3(2) If any one submits an appeal or petition at any offices mentioned in clause 3(1) in any language other than Bengali, the appeal or petition will be considered illegal and ineffective.

3(3) If any government staff or officer breaches this act, he or she will be accused of violating Bangladesh Civil Servant Order and Appeal Rules, and necessary actions will be taken against him or her.

=== Section 4 ===
4 By notification in the official gazette, the government can create and impose necessary rules to enforce this Act.

==Implementation==
===Legislation and administration===
Following the act, all legislative and administrative activities are being done in Bengali since 1987.

===In the judiciary===
In all district courts, Bengali is the medium of communication both for speaking and writing petitions and verdicts; but in the Supreme Court, verdicts are often delivered in English.

On 9 February 2011, Bangladesh Law Commission recommended that the Act be implemented in the Supreme Court as well to ensure easy access to justice for all. Bangladesh Law Commission also stated that application of Bengali in all sphere of public life would be the proper way to observe Language Movement Day. The then chairman of Law Commission, Shah Alam wrote that due to the vested interest of certain quarter, Bengali was not being applied properly in the Supreme Court. Some suggested that "under section 137 of the Code of Civil Procedure, 1908 and section 558 of the Code of Criminal Procedure, 1898 Bangladesh government may issue Order making use of Bengali mandatory in superior and subordinate judiciary."

=== In the financial sector ===
While Bengali is predominantly used in the official activities of Bangladesh Bank, Bengali has a marginal presence in the commercial private banks to the dismay of their respective clients as most of them find it difficult to navigate through their financial documents in English. In 2018, Bangladesh Bank instructed all banks to use Bengali "in loan approval letters for implementing the goal of the Bengali Language Introduction Act, 1987 and protecting the client's interest."

=== In other areas of public life ===
In February 2014, following a writ petition by an advocate named Yunus Ali Akand at the High Court, Justice Qazi Rezaul Haque issued a rule that Bengali should be used everywhere in Bangladesh, in all offices, courts and media, following the act of 1987. He further instructed that Bengali should be used on signboards, billboards, number plate of motor vehicles and all electronic media excluding foreign high embassies.
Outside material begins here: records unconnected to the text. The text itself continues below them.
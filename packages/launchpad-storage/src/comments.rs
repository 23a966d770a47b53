use uuid::Uuid;

use launchpad_domain::discussion::{
	CommentRecord, VoteAction, VoteOutcome, VoteRecord, is_valid_vote, resolve_vote,
};

use crate::{
	Error, Result,
	db::Db,
	models::{CommentRow, VoteRow},
};

pub async fn list_comments(db: &Db, startup_id: Uuid) -> Result<Vec<CommentRecord>> {
	let rows = sqlx::query_as::<_, CommentRow>(
		"\
SELECT
	c.id,
	c.startup_id,
	c.parent_id,
	c.user_id,
	c.content,
	c.created_at,
	p.id AS author_profile_id,
	p.full_name AS author_full_name,
	p.avatar_url AS author_avatar_url
FROM comments c
LEFT JOIN profiles p ON p.id = c.user_id
WHERE c.startup_id = $1
ORDER BY c.created_at ASC",
	)
	.bind(startup_id)
	.fetch_all(&db.pool)
	.await?;

	Ok(rows.into_iter().map(CommentRecord::from).collect())
}

pub async fn list_votes(db: &Db, startup_id: Uuid) -> Result<Vec<VoteRecord>> {
	let rows = sqlx::query_as::<_, VoteRow>(
		"\
SELECT v.comment_id, v.user_id, v.vote_type
FROM comment_votes v
JOIN comments c ON c.id = v.comment_id
WHERE c.startup_id = $1",
	)
	.bind(startup_id)
	.fetch_all(&db.pool)
	.await?;

	Ok(rows.into_iter().map(VoteRecord::from).collect())
}

/// The listing a comment belongs to, or `None` for an unknown comment.
pub async fn find_comment_startup(db: &Db, comment_id: Uuid) -> Result<Option<Uuid>> {
	let startup_id = sqlx::query_scalar("SELECT startup_id FROM comments WHERE id = $1")
		.bind(comment_id)
		.fetch_optional(&db.pool)
		.await?;

	Ok(startup_id)
}

pub async fn insert_comment(
	db: &Db,
	startup_id: Uuid,
	user_id: Uuid,
	parent_id: Option<Uuid>,
	content: &str,
) -> Result<CommentRecord> {
	let row = sqlx::query_as::<_, CommentRow>(
		"\
WITH inserted AS (
	INSERT INTO comments (startup_id, user_id, parent_id, content)
	VALUES ($1, $2, $3, $4)
	RETURNING id, startup_id, parent_id, user_id, content, created_at
)
SELECT
	c.id,
	c.startup_id,
	c.parent_id,
	c.user_id,
	c.content,
	c.created_at,
	p.id AS author_profile_id,
	p.full_name AS author_full_name,
	p.avatar_url AS author_avatar_url
FROM inserted c
LEFT JOIN profiles p ON p.id = c.user_id",
	)
	.bind(startup_id)
	.bind(user_id)
	.bind(parent_id)
	.bind(content)
	.fetch_one(&db.pool)
	.await?;

	Ok(CommentRecord::from(row))
}

/// Applies a toggle vote and returns the outcome, or `None` when the comment does not exist.
///
/// The comment row stays locked for the whole transaction, so concurrent votes on one comment
/// apply one after another.
pub async fn apply_vote(
	db: &Db,
	comment_id: Uuid,
	user_id: Uuid,
	requested: i16,
) -> Result<Option<VoteOutcome>> {
	if !is_valid_vote(requested) {
		return Err(Error::InvalidArgument(format!("vote_type {requested} is not 1 or -1.")));
	}

	let mut tx = db.pool.begin().await?;
	let locked: Option<Uuid> =
		sqlx::query_scalar("SELECT id FROM comments WHERE id = $1 FOR UPDATE")
			.bind(comment_id)
			.fetch_optional(&mut *tx)
			.await?;

	if locked.is_none() {
		return Ok(None);
	}

	let current: Option<i16> = sqlx::query_scalar(
		"SELECT vote_type FROM comment_votes WHERE comment_id = $1 AND user_id = $2",
	)
	.bind(comment_id)
	.bind(user_id)
	.fetch_optional(&mut *tx)
	.await?;
	let action = resolve_vote(current, requested);

	match action {
		VoteAction::Set(vote_type) => {
			sqlx::query(
				"\
INSERT INTO comment_votes (comment_id, user_id, vote_type)
VALUES ($1, $2, $3)
ON CONFLICT (comment_id, user_id) DO UPDATE SET vote_type = EXCLUDED.vote_type",
			)
			.bind(comment_id)
			.bind(user_id)
			.bind(vote_type)
			.execute(&mut *tx)
			.await?;
		},
		VoteAction::Remove => {
			sqlx::query("DELETE FROM comment_votes WHERE comment_id = $1 AND user_id = $2")
				.bind(comment_id)
				.bind(user_id)
				.execute(&mut *tx)
				.await?;
		},
	}

	let votes: i64 = sqlx::query_scalar(
		"SELECT COALESCE(SUM(vote_type), 0)::bigint FROM comment_votes WHERE comment_id = $1",
	)
	.bind(comment_id)
	.fetch_one(&mut *tx)
	.await?;

	tx.commit().await?;

	Ok(Some(VoteOutcome { user_vote: action.resulting_vote(), votes }))
}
Three months later, the Ministry of Public Administration ordered all city corporations, and cantonment boards to implement the high court rule. Then again on 23 February 2016, the Ministry of Public Administration gave the same instruction, but the proper implementation is yet to be seen.

==Reception==
The act has been considered significant to empower people's language and remove colonial linguistic oppression. Muhammad Habibur Rahman, a former Chief Justice of Bangladesh stated that due to the lack of proper government initiative, English is still used frequently in the Supreme Court. Rahman further stated that if justice is a virtue and a service to the people, then verdicts should be given in Bengali. He also stated that if the people of the country want that all works in the Supreme Court must be operated in Bengali, then the representatives of the people in the Jatiya Sangsad (Parliament of Bangladesh) must enact and implement another law to ensure the use of Bengali in the Supreme Court. Sheikh Hasina, the longest serving Prime Minister of Bangladesh, also suggested that the judges should deliver their verdicts in Bengali so that every Bangladeshi can read them.